Exercise details:
Your answer should consist of each line from the data below that contains "Exact".

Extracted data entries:
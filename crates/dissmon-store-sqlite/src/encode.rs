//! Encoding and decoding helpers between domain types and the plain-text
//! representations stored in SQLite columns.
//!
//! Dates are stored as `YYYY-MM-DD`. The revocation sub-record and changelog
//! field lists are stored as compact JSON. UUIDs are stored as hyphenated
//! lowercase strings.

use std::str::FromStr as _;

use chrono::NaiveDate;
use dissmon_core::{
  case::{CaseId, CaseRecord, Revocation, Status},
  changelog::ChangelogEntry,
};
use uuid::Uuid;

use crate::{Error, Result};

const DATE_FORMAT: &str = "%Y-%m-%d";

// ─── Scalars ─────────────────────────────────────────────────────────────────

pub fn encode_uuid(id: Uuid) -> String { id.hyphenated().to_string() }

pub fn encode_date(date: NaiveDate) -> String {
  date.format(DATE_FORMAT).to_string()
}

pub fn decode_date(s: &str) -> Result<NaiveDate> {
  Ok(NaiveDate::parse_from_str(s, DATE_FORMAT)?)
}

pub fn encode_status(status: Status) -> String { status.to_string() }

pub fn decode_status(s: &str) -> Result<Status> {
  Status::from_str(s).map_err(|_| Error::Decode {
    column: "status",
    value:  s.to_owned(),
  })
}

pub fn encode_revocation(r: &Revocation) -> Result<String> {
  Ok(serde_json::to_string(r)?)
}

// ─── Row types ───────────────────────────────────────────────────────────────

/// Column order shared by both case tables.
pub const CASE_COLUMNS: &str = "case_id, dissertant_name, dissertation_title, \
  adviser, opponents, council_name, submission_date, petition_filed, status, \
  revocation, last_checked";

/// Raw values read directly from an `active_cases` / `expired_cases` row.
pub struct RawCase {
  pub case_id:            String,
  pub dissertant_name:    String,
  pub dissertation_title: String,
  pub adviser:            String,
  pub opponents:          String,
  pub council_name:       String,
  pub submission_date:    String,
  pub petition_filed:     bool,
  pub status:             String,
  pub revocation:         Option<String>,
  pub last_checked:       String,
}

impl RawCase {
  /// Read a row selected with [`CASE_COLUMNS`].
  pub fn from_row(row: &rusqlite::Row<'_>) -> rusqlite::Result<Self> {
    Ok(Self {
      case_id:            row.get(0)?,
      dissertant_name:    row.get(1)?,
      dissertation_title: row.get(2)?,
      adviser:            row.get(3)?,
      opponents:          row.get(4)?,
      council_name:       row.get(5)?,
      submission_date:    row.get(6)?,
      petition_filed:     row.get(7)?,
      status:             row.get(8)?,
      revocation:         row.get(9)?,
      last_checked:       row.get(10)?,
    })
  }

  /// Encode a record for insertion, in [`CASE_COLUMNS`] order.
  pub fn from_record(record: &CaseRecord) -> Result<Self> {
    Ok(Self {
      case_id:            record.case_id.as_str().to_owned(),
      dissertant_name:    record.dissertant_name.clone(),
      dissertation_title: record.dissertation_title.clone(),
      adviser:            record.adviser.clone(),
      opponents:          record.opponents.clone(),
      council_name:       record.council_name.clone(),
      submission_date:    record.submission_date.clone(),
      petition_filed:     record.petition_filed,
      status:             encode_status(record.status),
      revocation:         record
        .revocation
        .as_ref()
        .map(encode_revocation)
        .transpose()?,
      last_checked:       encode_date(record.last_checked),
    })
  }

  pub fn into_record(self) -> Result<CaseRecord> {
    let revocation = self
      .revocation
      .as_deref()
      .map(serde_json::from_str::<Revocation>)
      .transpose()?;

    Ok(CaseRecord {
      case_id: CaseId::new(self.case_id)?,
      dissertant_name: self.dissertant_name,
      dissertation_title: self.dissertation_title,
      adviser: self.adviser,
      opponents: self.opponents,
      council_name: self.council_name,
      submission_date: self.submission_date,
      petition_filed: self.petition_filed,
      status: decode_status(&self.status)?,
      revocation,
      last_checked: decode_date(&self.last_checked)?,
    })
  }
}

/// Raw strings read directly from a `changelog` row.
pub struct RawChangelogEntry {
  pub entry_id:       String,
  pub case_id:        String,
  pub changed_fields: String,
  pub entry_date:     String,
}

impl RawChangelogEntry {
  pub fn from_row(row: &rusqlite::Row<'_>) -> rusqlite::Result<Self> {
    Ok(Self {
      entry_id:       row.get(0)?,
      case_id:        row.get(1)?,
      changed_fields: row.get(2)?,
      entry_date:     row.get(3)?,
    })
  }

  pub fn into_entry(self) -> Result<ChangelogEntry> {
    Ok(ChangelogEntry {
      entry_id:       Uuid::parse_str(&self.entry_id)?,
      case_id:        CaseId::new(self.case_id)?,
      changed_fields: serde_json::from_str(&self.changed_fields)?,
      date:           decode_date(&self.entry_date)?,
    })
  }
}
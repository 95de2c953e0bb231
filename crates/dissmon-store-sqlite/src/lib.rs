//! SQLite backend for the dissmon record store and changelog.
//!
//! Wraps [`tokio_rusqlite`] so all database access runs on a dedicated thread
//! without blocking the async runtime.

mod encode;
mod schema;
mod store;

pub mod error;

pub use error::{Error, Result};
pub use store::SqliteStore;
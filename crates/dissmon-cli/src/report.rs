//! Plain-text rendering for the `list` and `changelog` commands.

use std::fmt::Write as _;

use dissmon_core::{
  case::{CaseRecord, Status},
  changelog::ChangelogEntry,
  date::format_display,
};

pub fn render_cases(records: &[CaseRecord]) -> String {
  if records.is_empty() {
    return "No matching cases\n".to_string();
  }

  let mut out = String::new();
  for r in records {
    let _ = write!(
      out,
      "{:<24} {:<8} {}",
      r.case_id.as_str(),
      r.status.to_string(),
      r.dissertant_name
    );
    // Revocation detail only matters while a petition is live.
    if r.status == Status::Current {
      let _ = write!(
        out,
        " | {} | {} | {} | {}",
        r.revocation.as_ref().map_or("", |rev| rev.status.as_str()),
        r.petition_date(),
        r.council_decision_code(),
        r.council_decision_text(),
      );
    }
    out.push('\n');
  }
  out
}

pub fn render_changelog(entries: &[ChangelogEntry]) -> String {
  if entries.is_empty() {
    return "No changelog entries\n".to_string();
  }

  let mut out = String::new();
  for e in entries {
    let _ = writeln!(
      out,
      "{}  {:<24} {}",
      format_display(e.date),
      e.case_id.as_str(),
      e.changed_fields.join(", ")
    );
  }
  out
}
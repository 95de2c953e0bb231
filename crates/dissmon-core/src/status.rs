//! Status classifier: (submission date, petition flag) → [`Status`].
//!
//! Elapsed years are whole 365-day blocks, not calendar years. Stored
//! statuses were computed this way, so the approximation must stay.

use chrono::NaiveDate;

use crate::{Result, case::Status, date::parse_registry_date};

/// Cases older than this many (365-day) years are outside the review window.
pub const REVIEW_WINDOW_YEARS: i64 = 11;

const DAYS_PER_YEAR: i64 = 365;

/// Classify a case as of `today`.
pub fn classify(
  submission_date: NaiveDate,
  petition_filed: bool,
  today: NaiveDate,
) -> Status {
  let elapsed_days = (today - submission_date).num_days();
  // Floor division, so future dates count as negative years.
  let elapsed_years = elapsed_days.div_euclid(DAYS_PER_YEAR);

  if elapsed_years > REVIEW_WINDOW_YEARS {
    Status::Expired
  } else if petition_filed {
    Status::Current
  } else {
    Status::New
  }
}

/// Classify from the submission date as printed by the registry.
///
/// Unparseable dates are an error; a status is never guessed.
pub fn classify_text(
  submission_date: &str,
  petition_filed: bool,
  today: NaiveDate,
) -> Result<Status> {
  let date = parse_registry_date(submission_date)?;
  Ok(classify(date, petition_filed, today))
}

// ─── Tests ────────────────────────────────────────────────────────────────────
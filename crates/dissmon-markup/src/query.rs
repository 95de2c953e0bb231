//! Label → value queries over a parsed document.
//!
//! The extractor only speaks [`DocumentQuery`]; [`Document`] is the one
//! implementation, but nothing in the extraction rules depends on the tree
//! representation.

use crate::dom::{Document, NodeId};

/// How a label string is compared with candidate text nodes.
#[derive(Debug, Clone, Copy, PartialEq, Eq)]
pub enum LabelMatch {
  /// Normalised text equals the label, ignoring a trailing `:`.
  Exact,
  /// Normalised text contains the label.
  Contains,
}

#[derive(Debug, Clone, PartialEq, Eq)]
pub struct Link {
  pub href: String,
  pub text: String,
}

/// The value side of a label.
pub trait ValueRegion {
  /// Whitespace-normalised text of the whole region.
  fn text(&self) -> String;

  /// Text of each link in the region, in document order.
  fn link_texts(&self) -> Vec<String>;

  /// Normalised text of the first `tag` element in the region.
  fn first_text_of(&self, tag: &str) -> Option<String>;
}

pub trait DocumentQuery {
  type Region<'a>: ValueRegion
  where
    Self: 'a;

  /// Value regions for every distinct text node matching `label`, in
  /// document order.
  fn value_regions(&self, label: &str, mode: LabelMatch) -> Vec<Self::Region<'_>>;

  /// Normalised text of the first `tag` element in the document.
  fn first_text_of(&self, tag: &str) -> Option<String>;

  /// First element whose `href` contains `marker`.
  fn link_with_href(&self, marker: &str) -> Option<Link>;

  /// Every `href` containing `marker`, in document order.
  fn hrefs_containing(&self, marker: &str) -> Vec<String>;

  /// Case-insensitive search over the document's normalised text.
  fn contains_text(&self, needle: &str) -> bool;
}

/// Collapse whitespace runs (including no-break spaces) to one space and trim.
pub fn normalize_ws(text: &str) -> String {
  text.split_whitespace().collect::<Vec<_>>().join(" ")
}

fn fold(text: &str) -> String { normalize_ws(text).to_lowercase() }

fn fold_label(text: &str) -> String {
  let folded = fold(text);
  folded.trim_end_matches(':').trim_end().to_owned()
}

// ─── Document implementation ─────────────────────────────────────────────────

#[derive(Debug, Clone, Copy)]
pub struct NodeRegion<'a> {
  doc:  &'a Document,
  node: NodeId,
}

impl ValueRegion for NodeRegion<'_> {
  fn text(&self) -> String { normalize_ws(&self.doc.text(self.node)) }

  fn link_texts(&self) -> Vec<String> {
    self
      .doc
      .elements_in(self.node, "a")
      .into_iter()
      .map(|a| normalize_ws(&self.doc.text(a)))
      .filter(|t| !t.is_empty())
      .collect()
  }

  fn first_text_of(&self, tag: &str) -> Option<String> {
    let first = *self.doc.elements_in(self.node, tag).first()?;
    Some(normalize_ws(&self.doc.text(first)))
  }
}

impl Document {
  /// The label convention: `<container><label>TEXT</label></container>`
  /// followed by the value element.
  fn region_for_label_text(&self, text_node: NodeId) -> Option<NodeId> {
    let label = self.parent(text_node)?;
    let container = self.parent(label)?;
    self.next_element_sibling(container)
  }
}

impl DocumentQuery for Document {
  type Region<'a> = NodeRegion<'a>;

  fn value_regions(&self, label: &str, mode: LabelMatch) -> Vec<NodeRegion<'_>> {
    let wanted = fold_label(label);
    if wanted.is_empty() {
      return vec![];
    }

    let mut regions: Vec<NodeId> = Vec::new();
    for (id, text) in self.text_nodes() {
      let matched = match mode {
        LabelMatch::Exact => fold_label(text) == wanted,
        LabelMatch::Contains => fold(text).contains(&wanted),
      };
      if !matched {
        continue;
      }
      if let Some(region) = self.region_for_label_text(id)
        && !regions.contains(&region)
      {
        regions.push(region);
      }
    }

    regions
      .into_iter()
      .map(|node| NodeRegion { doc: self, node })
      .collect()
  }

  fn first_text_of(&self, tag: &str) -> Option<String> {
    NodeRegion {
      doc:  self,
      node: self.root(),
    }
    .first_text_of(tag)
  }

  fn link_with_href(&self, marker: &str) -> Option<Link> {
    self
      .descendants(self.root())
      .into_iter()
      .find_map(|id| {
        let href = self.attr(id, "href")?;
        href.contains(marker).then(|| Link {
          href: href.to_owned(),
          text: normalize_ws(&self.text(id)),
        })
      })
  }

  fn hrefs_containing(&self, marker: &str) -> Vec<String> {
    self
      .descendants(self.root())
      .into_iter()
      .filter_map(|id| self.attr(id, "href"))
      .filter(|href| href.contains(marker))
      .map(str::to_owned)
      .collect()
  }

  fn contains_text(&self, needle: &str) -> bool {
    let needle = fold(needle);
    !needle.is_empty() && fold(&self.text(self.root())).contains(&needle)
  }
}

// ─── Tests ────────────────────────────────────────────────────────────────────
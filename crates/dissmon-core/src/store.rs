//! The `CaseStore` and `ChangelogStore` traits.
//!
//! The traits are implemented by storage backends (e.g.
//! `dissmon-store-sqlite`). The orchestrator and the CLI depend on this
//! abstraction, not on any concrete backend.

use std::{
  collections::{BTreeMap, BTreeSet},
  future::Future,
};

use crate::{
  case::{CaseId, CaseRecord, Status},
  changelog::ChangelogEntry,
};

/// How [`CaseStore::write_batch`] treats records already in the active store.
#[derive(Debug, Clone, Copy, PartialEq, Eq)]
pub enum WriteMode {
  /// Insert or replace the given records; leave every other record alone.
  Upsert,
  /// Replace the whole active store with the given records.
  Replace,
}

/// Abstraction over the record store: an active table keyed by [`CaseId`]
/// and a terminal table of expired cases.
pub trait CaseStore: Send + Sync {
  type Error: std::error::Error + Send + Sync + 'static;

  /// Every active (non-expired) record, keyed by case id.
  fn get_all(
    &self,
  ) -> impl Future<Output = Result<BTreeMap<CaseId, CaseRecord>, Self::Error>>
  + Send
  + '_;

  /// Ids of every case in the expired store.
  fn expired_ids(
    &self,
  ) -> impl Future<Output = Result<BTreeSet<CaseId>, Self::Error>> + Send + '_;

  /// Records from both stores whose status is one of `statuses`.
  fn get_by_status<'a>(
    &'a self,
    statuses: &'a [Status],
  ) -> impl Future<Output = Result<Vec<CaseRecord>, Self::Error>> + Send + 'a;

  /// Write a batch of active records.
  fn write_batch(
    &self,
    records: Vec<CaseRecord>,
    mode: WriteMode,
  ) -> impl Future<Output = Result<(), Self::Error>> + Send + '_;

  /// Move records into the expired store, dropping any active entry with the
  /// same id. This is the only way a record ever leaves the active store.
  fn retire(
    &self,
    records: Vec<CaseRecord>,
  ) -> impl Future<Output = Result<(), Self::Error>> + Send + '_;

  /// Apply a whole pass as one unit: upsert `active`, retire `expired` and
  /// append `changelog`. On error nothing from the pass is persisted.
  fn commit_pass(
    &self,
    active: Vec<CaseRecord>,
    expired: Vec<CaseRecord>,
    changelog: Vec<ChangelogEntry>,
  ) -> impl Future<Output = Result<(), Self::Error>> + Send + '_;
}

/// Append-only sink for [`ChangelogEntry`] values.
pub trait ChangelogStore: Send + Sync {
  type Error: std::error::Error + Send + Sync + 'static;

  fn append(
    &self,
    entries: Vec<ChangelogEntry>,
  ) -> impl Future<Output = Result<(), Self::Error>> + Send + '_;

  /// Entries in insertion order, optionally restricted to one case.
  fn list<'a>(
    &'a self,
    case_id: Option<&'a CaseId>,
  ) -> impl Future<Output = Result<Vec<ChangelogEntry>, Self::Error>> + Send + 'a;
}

Response to the exercise:
  Exact,
        LabelMatch::Exact => fold_label(text) == wanted,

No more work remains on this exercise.